Find every line in the entries that holds the string "staging" and report it.

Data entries

.....

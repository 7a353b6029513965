//! Diagnostic HTTPS check against the guest trust bundle.

pub mod domain;
pub mod tester;

pub use domain::normalize_domain;
pub use tester::{ConnectivityTester, TestOutcome, Verbosity};
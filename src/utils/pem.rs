use base64::{engine::general_purpose, Engine as _};

pub const PEM_BEGIN: &str = "-----BEGIN CERTIFICATE-----";
pub const PEM_END: &str = "-----END CERTIFICATE-----";
const PEM_LINE_WIDTH: usize = 64;

/// Represents a PEM-encoded certificate in canonical layout
#[derive(Debug, Clone, PartialEq, Eq)]
pub struct PemCertificate {
    pem_data: String,
}

impl PemCertificate {
    /// Armor DER bytes: base64 body wrapped at 64 columns, single trailing newline
    pub fn from_der(der: &[u8]) -> Self {
        let body = general_purpose::STANDARD.encode(der);
        let mut pem_data = String::with_capacity(body.len() + body.len() / PEM_LINE_WIDTH + 64);
        pem_data.push_str(PEM_BEGIN);
        pem_data.push('\n');
        for chunk in body.as_bytes().chunks(PEM_LINE_WIDTH) {
            // base64 output is ASCII
            pem_data.push_str(&String::from_utf8_lossy(chunk));
            pem_data.push('\n');
        }
        pem_data.push_str(PEM_END);
        pem_data.push('\n');

        Self { pem_data }
    }

    /// Get the raw PEM data
    pub fn pem_data(&self) -> &str {
        &self.pem_data
    }
}

/// Decode bytes that might be text as written by Windows tooling.
///
/// Handles UTF-8 (with or without BOM) and UTF-16 with a BOM. Returns `None`
/// when the bytes are not text.
pub fn decode_text(bytes: &[u8]) -> Option<String> {
    if let Some(rest) = bytes.strip_prefix(&[0xEF, 0xBB, 0xBF]) {
        return String::from_utf8(rest.to_vec()).ok();
    }
    if let Some(rest) = bytes.strip_prefix(&[0xFF, 0xFE]) {
        return decode_utf16(rest, u16::from_le_bytes);
    }
    if let Some(rest) = bytes.strip_prefix(&[0xFE, 0xFF]) {
        return decode_utf16(rest, u16::from_be_bytes);
    }
    std::str::from_utf8(bytes).ok().map(str::to_string)
}

fn decode_utf16(bytes: &[u8], unit: fn([u8; 2]) -> u16) -> Option<String> {
    if bytes.len() % 2 != 0 {
        return None;
    }
    let units: Vec<u16> = bytes
        .chunks_exact(2)
        .map(|pair| unit([pair[0], pair[1]]))
        .collect();
    String::from_utf16(&units).ok()
}

/// True when the bytes are plain UTF-8 text carrying certificate armor
pub fn is_canonical_text(bytes: &[u8]) -> bool {
    !bytes.starts_with(&[0xEF, 0xBB, 0xBF])
        && std::str::from_utf8(bytes).is_ok_and(has_certificate_armor)
}

pub fn has_certificate_armor(text: &str) -> bool {
    count_certificate_blocks(text) > 0
}

/// Number of `BEGIN CERTIFICATE` markers in the text
pub fn count_certificate_blocks(text: &str) -> usize {
    text.lines().filter(|line| line.trim() == PEM_BEGIN).count()
}

/// True when the text, ignoring surrounding whitespace, is exactly one
/// certificate block with nothing before or after it
pub fn is_single_block(text: &str) -> bool {
    let trimmed = text.trim();
    trimmed.starts_with(PEM_BEGIN)
        && trimmed.ends_with(PEM_END)
        && count_certificate_blocks(trimmed) == 1
        && trimmed.matches(PEM_END).count() == 1
}

/// Extract the base64 body of the first certificate block
fn extract_certificate_body(text: &str) -> Option<String> {
    let mut in_cert = false;
    let mut closed = false;
    let mut cert_lines = Vec::new();

    for line in text.lines() {
        let line = line.trim();
        if line == PEM_BEGIN {
            in_cert = true;
            continue;
        } else if line == PEM_END && in_cert {
            closed = true;
            break;
        } else if in_cert {
            cert_lines.push(line);
        }
    }

    if !closed || cert_lines.is_empty() {
        return None;
    }

    Some(cert_lines.concat())
}

/// Decode the first armored certificate block to DER bytes
pub fn decode_first_certificate(text: &str) -> Option<Vec<u8>> {
    let body = extract_certificate_body(text)?;
    general_purpose::STANDARD.decode(body).ok()
}

/// Decode unarmored base64 text (whitespace tolerated) to bytes
pub fn decode_bare_base64(text: &str) -> Option<Vec<u8>> {
    let compact: String = text.chars().filter(|c| !c.is_whitespace()).collect();
    if compact.is_empty() {
        return None;
    }
    general_purpose::STANDARD.decode(compact).ok()
}
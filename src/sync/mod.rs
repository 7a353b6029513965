//! The sync pipeline: extract, normalize, validate, stage, install.

pub mod batch;
pub mod orchestrator;
pub mod staging;

pub use batch::SyncBatch;
pub use orchestrator::{DryRunEntry, SyncOrchestrator, SyncReport, SyncState};
pub use staging::StagingArea;
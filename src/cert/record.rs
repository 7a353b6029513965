use crate::cert::Thumbprint;
use crate::host::RawCertificate;
use crate::utils::errors::RecordError;
use chrono::{DateTime, Utc};
use std::fmt;

#[derive(Debug, Clone, Copy, PartialEq, Eq)]
pub enum Encoding {
    Der,
    Pem,
    Unknown,
}

impl fmt::Display for Encoding {
    fn fmt(&self, f: &mut fmt::Formatter<'_>) -> fmt::Result {
        match self {
            Encoding::Der => write!(f, "DER"),
            Encoding::Pem => write!(f, "PEM"),
            Encoding::Unknown => write!(f, "unknown"),
        }
    }
}

#[derive(Debug, Clone, Copy, PartialEq, Eq)]
pub enum RecordStatus {
    Pending,
    Normalized,
    Validated,
    Rejected,
    Installed,
}

impl fmt::Display for RecordStatus {
    fn fmt(&self, f: &mut fmt::Formatter<'_>) -> fmt::Result {
        let label = match self {
            RecordStatus::Pending => "pending",
            RecordStatus::Normalized => "normalized",
            RecordStatus::Validated => "validated",
            RecordStatus::Rejected => "rejected",
            RecordStatus::Installed => "installed",
        };
        write!(f, "{label}")
    }
}

/// One certificate travelling through a sync run
#[derive(Debug, Clone, PartialEq, Eq)]
pub struct CertificateRecord {
    pub thumbprint: Thumbprint,
    pub subject: String,
    pub issuer: String,
    pub not_after: Option<DateTime<Utc>>,
    pub raw_bytes: Vec<u8>,
    pub encoding: Encoding,
    pub status: RecordStatus,
    pub rejection: Option<RecordError>,
    pub source: String,
}

impl CertificateRecord {
    /// Create a pending record from a host export. The thumbprint covers the
    /// raw bytes until normalization recomputes it from the DER content.
    pub fn from_raw(raw: RawCertificate) -> Self {
        Self {
            thumbprint: Thumbprint::of(&raw.raw_bytes),
            subject: raw.subject.unwrap_or_else(|| "Unknown".to_string()),
            issuer: raw.issuer.unwrap_or_else(|| "Unknown".to_string()),
            not_after: raw.not_after,
            raw_bytes: raw.raw_bytes,
            encoding: raw.encoding_hint,
            status: RecordStatus::Pending,
            rejection: None,
            source: raw.source,
        }
    }

    pub fn reject(mut self, reason: RecordError) -> Self {
        self.mark_rejected(reason);
        self
    }

    pub fn mark_rejected(&mut self, reason: RecordError) {
        tracing::info!("Rejected {}: {reason}", self.source);
        self.status = RecordStatus::Rejected;
        self.rejection = Some(reason);
    }

    /// Status column for reports: the rejection reason when rejected
    pub fn status_label(&self) -> String {
        match self.rejection {
            Some(reason) => format!("{} ({reason})", self.status),
            None => self.status.to_string(),
        }
    }

    pub fn not_after_label(&self) -> String {
        self.not_after
            .map(|t| t.format("%Y-%m-%d %H:%M").to_string())
            .unwrap_or_else(|| "-".to_string())
    }
}

impl fmt::Display for CertificateRecord {
    fn fmt(&self, f: &mut fmt::Formatter<'_>) -> fmt::Result {
        write!(
            f,
            "Subject: {}, Thumbprint: {}, Expires: {}",
            self.subject,
            self.thumbprint.short(),
            self.not_after_label()
        )
    }
}
use sha2::{Digest, Sha256};
use std::fmt;
use std::hash::Hash;
use std::str::FromStr;
use thiserror::Error;

/// Content-derived certificate identifier: SHA-256 of the DER encoding,
/// stored as lowercase hex without separators.
#[derive(Debug, Clone, Eq)]
pub struct Thumbprint {
    hex: String,
}

#[derive(Error, Debug)]
pub enum ThumbprintParseError {
    #[error("Invalid hex character: {0}")]
    InvalidHexCharacter(char),

    #[error("Empty string provided")]
    EmptyString,

    #[error("Invalid length: expected 64 hex characters, got {0}")]
    InvalidLength(usize),
}

pub type Result<T> = std::result::Result<T, ThumbprintParseError>;

impl Thumbprint {
    /// Digest the given bytes
    pub fn of(bytes: &[u8]) -> Self {
        Self {
            hex: hex::encode(Sha256::digest(bytes)),
        }
    }

    /// Parse a thumbprint written as hex (with or without colons)
    pub fn parse(identifier: &str) -> Result<Self> {
        if identifier.is_empty() {
            return Err(ThumbprintParseError::EmptyString);
        }

        let cleaned = identifier.replace(':', "").to_lowercase();

        for ch in cleaned.chars() {
            if !ch.is_ascii_hexdigit() {
                return Err(ThumbprintParseError::InvalidHexCharacter(ch));
            }
        }

        if cleaned.len() != 64 {
            return Err(ThumbprintParseError::InvalidLength(cleaned.len()));
        }

        Ok(Self { hex: cleaned })
    }

    /// Get the raw hex format (no colons)
    pub fn as_hex(&self) -> &str {
        &self.hex
    }

    /// Abbreviated form for table output
    pub fn short(&self) -> &str {
        &self.hex[..16]
    }

    /// Staged and installed file name for this certificate
    pub fn file_name(&self) -> String {
        format!("{}.crt", self.hex)
    }
}

impl fmt::Display for Thumbprint {
    fn fmt(&self, f: &mut fmt::Formatter<'_>) -> fmt::Result {
        write!(f, "{}", self.hex)
    }
}

impl FromStr for Thumbprint {
    type Err = ThumbprintParseError;
    fn from_str(s: &str) -> Result<Self> {
        Self::parse(s)
    }
}

impl Hash for Thumbprint {
    fn hash<H: std::hash::Hasher>(&self, state: &mut H) {
        self.hex.hash(state);
    }
}

impl PartialEq for Thumbprint {
    fn eq(&self, other: &Self) -> bool {
        self.hex == other.hex
    }
}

.....

SOLUTION TO THIS PROBLEM:
pub mod staging;
pub use staging::StagingArea;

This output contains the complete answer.